**WORK REQUIRED**: A single number is needed: how many lines of the data hold the word "PathBuf".

Saved data entries:
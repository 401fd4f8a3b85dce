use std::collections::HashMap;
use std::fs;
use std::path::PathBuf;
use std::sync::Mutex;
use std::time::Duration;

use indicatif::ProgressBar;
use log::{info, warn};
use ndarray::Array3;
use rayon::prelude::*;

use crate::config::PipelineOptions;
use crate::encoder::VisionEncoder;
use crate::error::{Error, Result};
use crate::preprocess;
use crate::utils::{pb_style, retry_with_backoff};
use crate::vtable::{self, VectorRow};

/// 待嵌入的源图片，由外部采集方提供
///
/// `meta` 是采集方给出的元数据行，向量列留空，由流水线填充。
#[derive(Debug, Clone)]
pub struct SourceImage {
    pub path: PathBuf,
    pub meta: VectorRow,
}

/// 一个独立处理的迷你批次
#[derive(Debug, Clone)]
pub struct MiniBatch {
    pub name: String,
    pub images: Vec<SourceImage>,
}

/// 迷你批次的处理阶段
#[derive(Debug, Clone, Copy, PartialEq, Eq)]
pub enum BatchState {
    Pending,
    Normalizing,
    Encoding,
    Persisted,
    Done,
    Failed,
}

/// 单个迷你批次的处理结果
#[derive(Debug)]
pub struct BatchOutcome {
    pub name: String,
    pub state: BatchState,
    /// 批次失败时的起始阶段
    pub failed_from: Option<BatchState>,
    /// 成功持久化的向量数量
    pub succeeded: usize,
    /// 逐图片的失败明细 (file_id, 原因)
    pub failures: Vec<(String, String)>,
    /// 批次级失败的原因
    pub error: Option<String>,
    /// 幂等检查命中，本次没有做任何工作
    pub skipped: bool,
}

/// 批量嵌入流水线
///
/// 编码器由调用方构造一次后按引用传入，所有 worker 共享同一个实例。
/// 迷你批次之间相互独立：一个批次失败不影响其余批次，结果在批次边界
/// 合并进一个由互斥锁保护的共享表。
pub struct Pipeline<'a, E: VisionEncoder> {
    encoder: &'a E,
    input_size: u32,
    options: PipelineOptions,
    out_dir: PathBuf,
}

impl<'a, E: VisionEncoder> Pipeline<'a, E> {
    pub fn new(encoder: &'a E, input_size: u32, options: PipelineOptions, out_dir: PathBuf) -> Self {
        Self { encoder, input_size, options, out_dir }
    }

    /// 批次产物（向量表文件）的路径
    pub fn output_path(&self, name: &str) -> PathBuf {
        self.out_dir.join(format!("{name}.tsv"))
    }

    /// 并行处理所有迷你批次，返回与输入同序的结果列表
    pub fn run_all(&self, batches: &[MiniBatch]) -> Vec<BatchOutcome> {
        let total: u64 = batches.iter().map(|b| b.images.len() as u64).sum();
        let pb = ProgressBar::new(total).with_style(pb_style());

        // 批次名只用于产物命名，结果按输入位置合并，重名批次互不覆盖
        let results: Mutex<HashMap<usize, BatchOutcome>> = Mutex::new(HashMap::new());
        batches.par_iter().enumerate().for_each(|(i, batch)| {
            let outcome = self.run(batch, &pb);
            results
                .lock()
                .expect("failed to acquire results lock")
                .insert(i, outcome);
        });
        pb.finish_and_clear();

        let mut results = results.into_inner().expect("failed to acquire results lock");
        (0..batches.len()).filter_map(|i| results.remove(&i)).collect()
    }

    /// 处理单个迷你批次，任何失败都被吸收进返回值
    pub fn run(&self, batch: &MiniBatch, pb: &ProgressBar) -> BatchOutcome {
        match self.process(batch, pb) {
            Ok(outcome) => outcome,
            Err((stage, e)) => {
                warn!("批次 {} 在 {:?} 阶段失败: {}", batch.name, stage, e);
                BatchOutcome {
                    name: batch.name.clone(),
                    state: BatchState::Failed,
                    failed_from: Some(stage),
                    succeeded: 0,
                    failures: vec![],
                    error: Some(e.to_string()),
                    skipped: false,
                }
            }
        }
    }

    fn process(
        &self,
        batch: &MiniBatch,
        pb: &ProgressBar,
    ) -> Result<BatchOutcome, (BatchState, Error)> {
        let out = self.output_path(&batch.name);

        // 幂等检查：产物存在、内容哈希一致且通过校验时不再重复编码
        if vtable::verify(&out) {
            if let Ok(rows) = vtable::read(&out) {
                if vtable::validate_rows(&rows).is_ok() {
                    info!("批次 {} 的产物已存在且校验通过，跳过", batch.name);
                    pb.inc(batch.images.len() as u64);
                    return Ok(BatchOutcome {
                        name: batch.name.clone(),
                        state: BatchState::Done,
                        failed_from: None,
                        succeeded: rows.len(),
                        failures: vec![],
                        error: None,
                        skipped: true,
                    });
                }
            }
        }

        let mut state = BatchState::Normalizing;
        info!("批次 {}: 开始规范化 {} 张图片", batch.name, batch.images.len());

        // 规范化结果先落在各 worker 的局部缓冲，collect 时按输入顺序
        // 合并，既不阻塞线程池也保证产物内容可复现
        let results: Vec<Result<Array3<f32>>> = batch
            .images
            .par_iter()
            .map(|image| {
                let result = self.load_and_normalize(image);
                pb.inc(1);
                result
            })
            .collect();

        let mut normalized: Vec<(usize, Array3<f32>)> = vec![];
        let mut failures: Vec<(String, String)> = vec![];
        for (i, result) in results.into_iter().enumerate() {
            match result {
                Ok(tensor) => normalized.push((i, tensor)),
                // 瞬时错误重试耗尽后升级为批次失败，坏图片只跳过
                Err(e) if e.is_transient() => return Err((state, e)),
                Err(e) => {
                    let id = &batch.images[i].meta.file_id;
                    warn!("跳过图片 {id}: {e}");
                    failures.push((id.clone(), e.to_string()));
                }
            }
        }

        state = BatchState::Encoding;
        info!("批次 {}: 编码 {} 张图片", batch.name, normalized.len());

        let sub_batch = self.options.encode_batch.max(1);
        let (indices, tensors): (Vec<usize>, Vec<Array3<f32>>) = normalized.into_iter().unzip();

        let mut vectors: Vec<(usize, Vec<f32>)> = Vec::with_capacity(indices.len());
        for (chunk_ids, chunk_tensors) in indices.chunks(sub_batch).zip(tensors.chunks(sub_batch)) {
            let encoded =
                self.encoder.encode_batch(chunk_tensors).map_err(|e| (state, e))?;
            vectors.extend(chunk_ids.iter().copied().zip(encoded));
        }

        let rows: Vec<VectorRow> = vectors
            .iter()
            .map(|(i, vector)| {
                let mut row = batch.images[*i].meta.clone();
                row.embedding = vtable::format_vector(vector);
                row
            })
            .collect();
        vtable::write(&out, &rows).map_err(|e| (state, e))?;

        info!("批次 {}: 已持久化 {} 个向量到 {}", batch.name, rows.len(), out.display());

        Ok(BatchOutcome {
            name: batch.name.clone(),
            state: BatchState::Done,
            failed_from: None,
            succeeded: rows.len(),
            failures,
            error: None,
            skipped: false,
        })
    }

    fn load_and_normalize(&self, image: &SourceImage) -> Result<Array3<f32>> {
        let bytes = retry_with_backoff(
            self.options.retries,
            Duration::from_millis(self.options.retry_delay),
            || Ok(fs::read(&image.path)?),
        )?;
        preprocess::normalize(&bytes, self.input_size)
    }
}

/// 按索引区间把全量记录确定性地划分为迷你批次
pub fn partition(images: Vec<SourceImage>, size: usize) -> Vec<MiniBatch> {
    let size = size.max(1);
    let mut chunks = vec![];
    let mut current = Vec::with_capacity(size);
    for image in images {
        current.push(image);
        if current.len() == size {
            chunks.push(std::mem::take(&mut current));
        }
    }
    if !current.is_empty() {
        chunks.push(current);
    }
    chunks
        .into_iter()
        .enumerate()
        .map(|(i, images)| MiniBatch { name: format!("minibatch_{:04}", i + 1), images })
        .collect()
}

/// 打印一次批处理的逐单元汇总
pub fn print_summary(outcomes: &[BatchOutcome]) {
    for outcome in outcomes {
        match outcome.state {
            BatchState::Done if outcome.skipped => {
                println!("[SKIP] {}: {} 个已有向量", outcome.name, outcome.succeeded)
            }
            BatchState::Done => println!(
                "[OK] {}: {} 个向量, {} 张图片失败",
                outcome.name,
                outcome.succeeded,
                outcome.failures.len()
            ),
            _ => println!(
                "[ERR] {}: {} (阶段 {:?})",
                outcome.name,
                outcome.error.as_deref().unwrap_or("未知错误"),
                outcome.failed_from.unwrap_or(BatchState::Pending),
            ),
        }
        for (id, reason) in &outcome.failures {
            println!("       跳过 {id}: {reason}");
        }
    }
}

**TASK RESPONSE**: 5